The warning to “look solemn” must have been emboldened on the teleprompter, the preferred method (I'm guessing) employed to hypothetically prevent airhead anchors from smiling through reports on shooting sprees inside kindergarten classrooms. TJ the CNN Anchor Dude was working hard to summon his intellectual avatar in order to achieve the requisite facial sobriety equal to the gravity of his next news story.

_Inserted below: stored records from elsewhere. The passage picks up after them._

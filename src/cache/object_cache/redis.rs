use async_trait::async_trait;
use redis::{AsyncCommands, aio::MultiplexedConnection};
use tracing::{debug, error, warn};

use crate::cache::{CacheResult, ObjectCache};
use crate::config::AppConfig;
use crate::declare_object_cache_plugin;

declare_object_cache_plugin!("redis", RedisObjectCache);

pub struct RedisObjectCache {
    client: redis::Client,
    key_prefix: String,
    ttl: u64, // TTL in seconds
}

impl RedisObjectCache {
    pub fn new() -> Result<Self, String> {
        let config = AppConfig::get();
        let redis_config = &config.cache.redis;

        debug!(
            "RedisObjectCache created with prefix: '{}', TTL: {}s",
            redis_config.key_prefix, config.cache.default_ttl
        );

        let client = redis::Client::open(redis_config.url.clone())
            .expect("Failed to create Redis client. Check Redis URL in config.");

        // 测试 Redis 连接 - 使用同步连接进行简单测试
        match client.get_connection() {
            Ok(mut conn) => match redis::cmd("PING").query::<String>(&mut conn) {
                Ok(response) => {
                    debug!("Redis connection test successful: {}", response);
                }
                Err(e) => {
                    error!(
                        "Failed to ping Redis server: {}. Check Redis server status and URL: {}",
                        e, redis_config.url
                    );
                    return Err(format!("Redis ping failed: {e}"));
                }
            },
            Err(e) => {
                error!(
                    "Failed to ping Redis server: {}. Check Redis server status and URL: {}",
                    e, redis_config.url
                );
                return Err(format!("Redis ping failed: {e}"));
            }
        }

        Ok(Self {
            client,
            key_prefix: redis_config.key_prefix.clone(),
            ttl: config.cache.default_ttl,
        })
    }

    async fn get_connection(&self) -> Result<MultiplexedConnection, redis::RedisError> {
        let client = &self.client;
        let conn = client.get_multiplexed_async_connection().await?;
        Ok(conn)
    }

    fn make_key(&self, key: &str) -> String {
        format!("{}{}", self.key_prefix, key)
    }
}

#[async_trait]
impl ObjectCache for RedisObjectCache {
    async fn get_raw(&self, key: &str) -> CacheResult<String> {
        let redis_key = self.make_key(key);

        let mut conn = match self.get_connection().await {
            Ok(c) => c,
            Err(e) => {
                error!("Failed to get Redis connection: {}", e);
                return CacheResult::ExistsButNoValue;
            }
        };

        let result: redis::RedisResult<Option<String>> = conn.get(redis_key).await;

        match result {
            Ok(Some(data)) => {
                debug!("Successfully retrieved key: {}", key);
                CacheResult::Found(data)
            }
            Ok(None) => {
                debug!("Key not found in cache: {}", key);
                CacheResult::NotFound
            }
            Err(e) => {
                error!("Failed to get key '{}': {}", key, e);
                CacheResult::ExistsButNoValue
            }
        }
    }

    async fn insert_raw(&self, key: String, value: String, ttl: u64) {
        let redis_key = self.make_key(&key);

        let mut conn = match self.get_connection().await {
            Ok(c) => c,
            Err(e) => {
                error!("Failed to get Redis connection: {}", e);
                return;
            }
        };

        // 使用传入的 TTL，如果为 0 则使用默认 TTL
        let effective_ttl = if ttl == 0 { self.ttl } else { ttl };

        match conn
            .set_ex::<String, String, ()>(redis_key, value, effective_ttl)
            .await
        {
            Ok(_) => {
                debug!(
                    "Successfully inserted key into cache: {} (TTL: {}s)",
                    key, effective_ttl
                );
            }
            Err(e) => {
                error!("Failed to insert key '{}' into cache: {}", key, e);
            }
        }
    }

    async fn remove(&self, key: &str) {
        let redis_key = self.make_key(key);

        let mut conn = match self.get_connection().await {
            Ok(c) => c,
            Err(e) => {
                error!("Failed to get Redis connection: {}", e);
                return;
            }
        };

        match conn.del::<String, i32>(redis_key).await {
            Ok(deleted_count) => {
                if deleted_count > 0 {
                    debug!("Successfully removed key from cache: {}", key);
                } else {
                    debug!("Key not found in cache for removal: {}", key);
                }
            }
            Err(e) => {
                error!("Failed to remove key '{}': {}", key, e);
            }
        }
    }

    async fn invalidate_all(&self) {
        warn!("RedisObjectCache does not implement invalidate_all");
        return;
    }
}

It should be noted that, unlike a real news organization, CNN’s measure of news weightiness is constructed on a dodecaphonic scale where even a fart from an ex-beauty pageant runner-up/ Veep wannabe is guaranteed airtime if not it's own primetime show. These days, network execs try out new gimmicks every 10 seconds in the bloody battle to retain America’s attention. Long ago they concluded that real news is often repetitive and dull while invented news can always be fresh and sensational. To the latter purpose, the networks seem particularly enamored by lunatic pastors like Wright, Muthee, Jones, Graham and Camping; men who do and say the outlandish and keep the puerile and otherwise disinterested tuned in. For icing, today’s news stories are sacrilegiously introduced with visual and musical accompaniment to bequeath some mystical value-addedness to the topic (I no not what). To accomplish this peculiar goal, every nanosecond of the broadcast day must include jarring sensory bombardment.
No doubt, Ed Murrow is turning and vibrating in his grave.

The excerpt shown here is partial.